Senator for De Salaberry, Quebec
- In office March 27, 1979 – March 17, 1988
- Appointed by: Pierre Trudeau
- Preceded by: Léon Mercier Gouin
- Succeeded by: Jean-Marie Poitras

Personal details
- Born: February 18, 1917 St-Eleuthère, Quebec
- Died: March 17, 1988 (aged 71)
- Party: Liberal

= Yvette Boucher Rousseau =

Canadian politician

Yvette Boucher Rousseau (February 18, 1917 - March 17, 1988) was a Quebec trade unionist, feminist and member of the Senate of Canada.

She was born in Saint-Éleuthère, Quebec and worked as a farmer and teacher.

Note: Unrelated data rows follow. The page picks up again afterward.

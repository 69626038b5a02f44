//! Terminal settlement
//!
//! Every finished game passes through here exactly once: release the
//! locked stake, move the session into the completed index, and append
//! the audit transaction. Funds correctness comes first — a transaction
//! write that fails after a successful release is logged as an audit
//! gap, never unwound.

use crate::errors::EngineResult;
use crate::games::types::GameSession;
use crate::models::{Transaction, TransactionType, Wallet};
use crate::store::KvStore;
use chrono::Utc;
use tracing::{error, info};
use uuid::Uuid;

pub struct Settlement {
    store: KvStore,
}

impl Settlement {
    pub fn new(store: KvStore) -> Self {
        Self { store }
    }

    /// Settle a lost game: the stake is forfeit, `locked_balance` drops
    /// by it and a `bet` transaction of `-stake` is appended.
    pub async fn settle_loss(
        &self,
        session: &GameSession,
        description: String,
    ) -> EngineResult<Wallet> {
        let wallet = self
            .store
            .release_balance_from_game(session.user_id, session.bet_amount, false, 0.0)
            .await?;

        self.finish_bookkeeping(
            session,
            &wallet,
            TransactionType::Bet,
            -session.bet_amount,
            description,
        );

        Ok(wallet)
    }

    /// Settle a won game: stake plus net winnings return to balance and
    /// a `win` transaction of the gross payout is appended.
    pub async fn settle_win(
        &self,
        session: &GameSession,
        gross_payout: f64,
        description: String,
    ) -> EngineResult<Wallet> {
        let net = gross_payout - session.bet_amount;
        let wallet = self
            .store
            .release_balance_from_game(session.user_id, session.bet_amount, true, net)
            .await?;

        self.finish_bookkeeping(
            session,
            &wallet,
            TransactionType::Win,
            gross_payout,
            description,
        );

        Ok(wallet)
    }

    /// Index maintenance and audit trail after a successful release.
    fn finish_bookkeeping(
        &self,
        session: &GameSession,
        wallet: &Wallet,
        tx_type: TransactionType,
        amount: f64,
        description: String,
    ) {
        let completed_at = session.ended_at.unwrap_or_else(Utc::now);
        if let Err(e) = self
            .store
            .complete_game_session(session.user_id, &session.id, completed_at)
        {
            error!(game_id = %session.id, error = %e, "failed to move session to completed index");
        }

        let tx = Transaction {
            id: Uuid::new_v4().to_string(),
            user_id: session.user_id,
            tx_type,
            amount,
            balance_before: wallet.balance - amount,
            balance_after: wallet.balance,
            game_id: Some(session.id.clone()),
            description,
            created_at: Utc::now(),
        };

        match self.store.save_transaction(&tx) {
            Ok(()) => info!(
                game_id = %session.id,
                tx_id = %tx.id,
                amount,
                "settlement recorded"
            ),
            // Funds already moved; surface the audit gap and move on.
            Err(e) => error!(
                game_id = %session.id,
                error = %e,
                "settlement succeeded but transaction write failed"
            ),
        }
    }
}
//! API server
//!
//! Server bootstrap with middleware layers and graceful shutdown.

use super::{
    handlers::AppState,
    middleware::{create_cors_layer, request_id_middleware},
    routes::create_router,
};
use crate::games::GameEngine;
use std::{net::SocketAddr, sync::Arc, time::Duration};
use tokio::signal;
use tower_http::{timeout::TimeoutLayer, trace::TraceLayer};
use tracing::info;

/// API server configuration
#[derive(Debug, Clone)]
pub struct ApiConfig {
    pub host: String,
    pub port: u16,
    pub allowed_origins: Vec<String>,
    pub request_timeout_secs: u64,
}

impl Default for ApiConfig {
    fn default() -> Self {
        Self {
            host: "0.0.0.0".to_string(),
            port: 8080,
            allowed_origins: vec!["*".to_string()], // Allow all in dev
            request_timeout_secs: 30,
        }
    }
}

/// Main API server
pub struct ApiServer {
    config: ApiConfig,
    engine: Arc<GameEngine>,
}

impl ApiServer {
    pub fn new(config: ApiConfig, engine: Arc<GameEngine>) -> Self {
        Self { config, engine }
    }

    /// Start the API server
    pub async fn run(self) -> Result<(), Box<dyn std::error::Error>> {
        let state = Arc::new(AppState {
            engine: self.engine,
        });

        let app = create_router(state)
            .layer(axum::middleware::from_fn(request_id_middleware))
            .layer(create_cors_layer(self.config.allowed_origins.clone()))
            .layer(TimeoutLayer::new(Duration::from_secs(
                self.config.request_timeout_secs,
            )))
            .layer(TraceLayer::new_for_http());

        let addr = SocketAddr::from((
            self.config.host.parse::<std::net::IpAddr>()?,
            self.config.port,
        ));

        info!("fairstake API starting");
        info!("   Listen: http://{}", addr);
        info!("   CORS: {:?}", self.config.allowed_origins);
        info!("   Request ID tracking: enabled");

        let listener = tokio::net::TcpListener::bind(addr).await?;

        info!("API server running");

        axum::serve(listener, app)
            .with_graceful_shutdown(shutdown_signal())
            .await?;

        info!("API server stopped");
        Ok(())
    }
}

/// Wait for shutdown signal
async fn shutdown_signal() {
    let ctrl_c = async {
        signal::ctrl_c()
            .await
            .expect("failed to install Ctrl+C handler");
    };

    #[cfg(unix)]
    let terminate = async {
        signal::unix::signal(signal::unix::SignalKind::terminate())
            .expect("failed to install signal handler")
            .recv()
            .await;
    };

    #[cfg(not(unix))]
    let terminate = std::future::pending::<()>();

    tokio::select! {
        _ = ctrl_c => {
            info!("Received Ctrl+C signal");
        },
        _ = terminate => {
            info!("Received terminate signal");
        },
    }
}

Rousseau interrupted her teaching career to raise her children. She returned to the workforce in 1952 as a production supervisor in a textile factory and became active in her union becoming a director on the executive committee of Sherbrooke, Quebec's labour council and then vice-president of the Canadian Federation of Textile Workers and vice-president of the Confédération des syndicats nationaux (CSN), one of Quebec's principal trade union federations.

She served as a CSN delegate on the Economic Council of Canada, the Royal Commission on the Status of Women and the Third World Conference on Work held in Brussels.

From 1970 to 1973 she was president of the Fédération des femmes du Québec and from 1973 to 1976 was vice-president of the Consultative Council of the Status of Women and then served as president.

In 1979, she was appointed to the Senate of Canada by Pierre Elliott Trudeau. Rousseau served in the Senate until her death in 1988.